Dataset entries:
┄┄┄┄┄┄┄┄┄┄

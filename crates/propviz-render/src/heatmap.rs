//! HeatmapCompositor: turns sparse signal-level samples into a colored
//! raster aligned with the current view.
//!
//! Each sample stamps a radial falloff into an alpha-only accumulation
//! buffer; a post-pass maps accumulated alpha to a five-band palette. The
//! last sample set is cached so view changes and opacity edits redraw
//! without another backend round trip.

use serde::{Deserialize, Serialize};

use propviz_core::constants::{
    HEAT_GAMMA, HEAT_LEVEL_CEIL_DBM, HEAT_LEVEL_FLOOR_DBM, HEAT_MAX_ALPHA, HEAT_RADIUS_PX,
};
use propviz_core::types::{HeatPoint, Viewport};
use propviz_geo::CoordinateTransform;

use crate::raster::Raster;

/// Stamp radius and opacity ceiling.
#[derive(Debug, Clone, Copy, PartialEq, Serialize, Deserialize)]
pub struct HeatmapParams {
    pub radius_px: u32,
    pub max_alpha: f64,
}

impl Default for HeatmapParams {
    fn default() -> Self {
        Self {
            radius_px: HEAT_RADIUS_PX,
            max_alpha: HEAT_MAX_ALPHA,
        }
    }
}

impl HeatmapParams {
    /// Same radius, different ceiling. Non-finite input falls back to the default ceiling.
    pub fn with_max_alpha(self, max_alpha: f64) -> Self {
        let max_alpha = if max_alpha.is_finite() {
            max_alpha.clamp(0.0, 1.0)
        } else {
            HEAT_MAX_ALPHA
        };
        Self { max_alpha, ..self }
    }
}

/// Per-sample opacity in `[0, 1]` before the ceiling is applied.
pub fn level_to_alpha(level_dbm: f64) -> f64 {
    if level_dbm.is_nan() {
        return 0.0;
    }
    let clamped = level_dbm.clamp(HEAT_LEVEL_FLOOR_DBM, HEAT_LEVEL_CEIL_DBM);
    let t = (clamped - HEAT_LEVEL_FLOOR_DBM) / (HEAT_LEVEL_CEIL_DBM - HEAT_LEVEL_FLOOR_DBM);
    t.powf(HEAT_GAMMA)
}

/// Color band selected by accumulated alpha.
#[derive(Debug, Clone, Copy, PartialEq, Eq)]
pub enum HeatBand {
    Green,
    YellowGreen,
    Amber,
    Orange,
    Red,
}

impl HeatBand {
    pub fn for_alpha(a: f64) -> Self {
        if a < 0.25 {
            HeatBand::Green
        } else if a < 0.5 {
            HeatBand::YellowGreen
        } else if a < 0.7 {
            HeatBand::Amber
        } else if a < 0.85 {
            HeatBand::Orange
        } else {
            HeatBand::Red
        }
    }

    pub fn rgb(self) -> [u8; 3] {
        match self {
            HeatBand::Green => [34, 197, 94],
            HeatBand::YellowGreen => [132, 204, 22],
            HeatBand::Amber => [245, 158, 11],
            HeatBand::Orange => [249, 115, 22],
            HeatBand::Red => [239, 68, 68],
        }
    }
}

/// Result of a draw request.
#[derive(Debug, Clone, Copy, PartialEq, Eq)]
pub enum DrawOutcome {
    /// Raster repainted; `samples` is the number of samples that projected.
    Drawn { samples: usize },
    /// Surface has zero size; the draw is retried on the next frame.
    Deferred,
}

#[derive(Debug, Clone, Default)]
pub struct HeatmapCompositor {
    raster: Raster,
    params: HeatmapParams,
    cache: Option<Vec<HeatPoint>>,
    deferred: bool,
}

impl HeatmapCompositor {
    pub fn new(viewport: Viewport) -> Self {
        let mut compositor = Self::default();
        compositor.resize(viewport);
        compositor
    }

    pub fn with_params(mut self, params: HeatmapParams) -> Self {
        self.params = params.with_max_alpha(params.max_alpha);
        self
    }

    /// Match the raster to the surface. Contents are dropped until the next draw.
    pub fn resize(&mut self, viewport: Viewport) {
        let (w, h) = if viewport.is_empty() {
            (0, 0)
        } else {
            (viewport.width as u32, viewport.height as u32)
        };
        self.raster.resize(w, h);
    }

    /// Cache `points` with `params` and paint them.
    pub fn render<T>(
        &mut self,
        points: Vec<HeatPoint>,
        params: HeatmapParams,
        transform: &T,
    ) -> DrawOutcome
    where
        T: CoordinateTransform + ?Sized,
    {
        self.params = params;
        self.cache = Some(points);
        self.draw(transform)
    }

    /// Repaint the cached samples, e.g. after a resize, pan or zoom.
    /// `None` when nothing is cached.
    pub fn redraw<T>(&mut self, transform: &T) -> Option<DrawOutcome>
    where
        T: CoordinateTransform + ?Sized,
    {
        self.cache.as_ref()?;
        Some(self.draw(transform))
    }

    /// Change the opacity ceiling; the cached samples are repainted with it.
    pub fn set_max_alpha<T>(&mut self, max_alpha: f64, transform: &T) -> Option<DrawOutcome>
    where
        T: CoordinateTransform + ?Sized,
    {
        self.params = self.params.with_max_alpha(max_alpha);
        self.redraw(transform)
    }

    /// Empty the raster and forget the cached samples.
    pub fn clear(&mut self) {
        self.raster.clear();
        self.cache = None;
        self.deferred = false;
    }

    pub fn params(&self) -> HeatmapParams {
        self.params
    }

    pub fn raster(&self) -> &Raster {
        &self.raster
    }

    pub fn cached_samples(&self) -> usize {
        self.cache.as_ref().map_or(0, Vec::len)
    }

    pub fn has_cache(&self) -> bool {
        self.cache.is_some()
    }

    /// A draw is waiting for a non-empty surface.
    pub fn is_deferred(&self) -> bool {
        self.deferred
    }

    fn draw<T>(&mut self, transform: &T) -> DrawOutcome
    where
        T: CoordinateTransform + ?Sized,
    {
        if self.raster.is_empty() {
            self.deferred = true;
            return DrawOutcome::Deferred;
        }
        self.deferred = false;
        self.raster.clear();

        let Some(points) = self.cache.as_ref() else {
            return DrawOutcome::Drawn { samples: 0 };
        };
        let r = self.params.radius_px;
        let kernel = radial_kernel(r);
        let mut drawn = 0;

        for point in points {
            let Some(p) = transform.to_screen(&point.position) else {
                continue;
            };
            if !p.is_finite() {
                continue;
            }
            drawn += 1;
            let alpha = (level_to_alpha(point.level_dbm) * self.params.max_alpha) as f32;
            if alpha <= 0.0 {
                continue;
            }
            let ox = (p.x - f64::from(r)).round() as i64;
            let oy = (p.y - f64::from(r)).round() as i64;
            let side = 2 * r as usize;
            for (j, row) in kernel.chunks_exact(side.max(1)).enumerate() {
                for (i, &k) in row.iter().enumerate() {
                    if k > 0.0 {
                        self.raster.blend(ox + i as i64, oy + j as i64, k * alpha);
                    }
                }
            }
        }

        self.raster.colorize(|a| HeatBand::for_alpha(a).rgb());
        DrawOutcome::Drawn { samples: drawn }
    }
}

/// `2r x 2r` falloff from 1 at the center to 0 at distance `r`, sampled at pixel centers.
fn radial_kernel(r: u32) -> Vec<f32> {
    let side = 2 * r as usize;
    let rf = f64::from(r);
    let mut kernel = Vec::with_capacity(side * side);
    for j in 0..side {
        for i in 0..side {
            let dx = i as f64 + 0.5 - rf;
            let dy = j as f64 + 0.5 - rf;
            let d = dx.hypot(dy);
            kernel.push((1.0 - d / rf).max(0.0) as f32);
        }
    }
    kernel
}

┄┄┄┄┄┄┄┄┄┄

WORK INSTRUCTIONS →
Give back the records word for word. Start at the first line, end at the line containing "if a < 0.25", and include both.

WRITTEN RESPONSE →
filename crates/propviz-render/src/heatmap.rs
//! HeatmapCompositor: turns sparse signal-level samples into a colored
//! raster aligned with the current view.
//!
//! Each sample stamps a radial falloff into an alpha-only accumulation
//! buffer; a post-pass maps accumulated alpha to a five-band palette. The
//! last sample set is cached so view changes and opacity edits redraw
//! without another backend round trip.

use serde::{Deserialize, Serialize};

use propviz_core::constants::{
    HEAT_GAMMA, HEAT_LEVEL_CEIL_DBM, HEAT_LEVEL_FLOOR_DBM, HEAT_MAX_ALPHA, HEAT_RADIUS_PX,
};
use propviz_core::types::{HeatPoint, Viewport};
use propviz_geo::CoordinateTransform;

use crate::raster::Raster;

/// Stamp radius and opacity ceiling.
#[derive(Debug, Clone, Copy, PartialEq, Serialize, Deserialize)]
pub struct HeatmapParams {
    pub radius_px: u32,
    pub max_alpha: f64,
}

impl Default for HeatmapParams {
    fn default() -> Self {
        Self {
            radius_px: HEAT_RADIUS_PX,
            max_alpha: HEAT_MAX_ALPHA,
        }
    }
}

impl HeatmapParams {
    /// Same radius, different ceiling. Non-finite input falls back to the default ceiling.
    pub fn with_max_alpha(self, max_alpha: f64) -> Self {
        let max_alpha = if max_alpha.is_finite() {
            max_alpha.clamp(0.0, 1.0)
        } else {
            HEAT_MAX_ALPHA
        };
        Self { max_alpha, ..self }
    }
}

/// Per-sample opacity in `[0, 1]` before the ceiling is applied.
pub fn level_to_alpha(level_dbm: f64) -> f64 {
    if level_dbm.is_nan() {
        return 0.0;
    }
    let clamped = level_dbm.clamp(HEAT_LEVEL_FLOOR_DBM, HEAT_LEVEL_CEIL_DBM);
    let t = (clamped - HEAT_LEVEL_FLOOR_DBM) / (HEAT_LEVEL_CEIL_DBM - HEAT_LEVEL_FLOOR_DBM);
    t.powf(HEAT_GAMMA)
}

/// Color band selected by accumulated alpha.
#[derive(Debug, Clone, Copy, PartialEq, Eq)]
pub enum HeatBand {
    Green,
    YellowGreen,
    Amber,
    Orange,
    Red,
}

impl HeatBand {
    pub fn for_alpha(a: f64) -> Self {
        if a < 0.25 {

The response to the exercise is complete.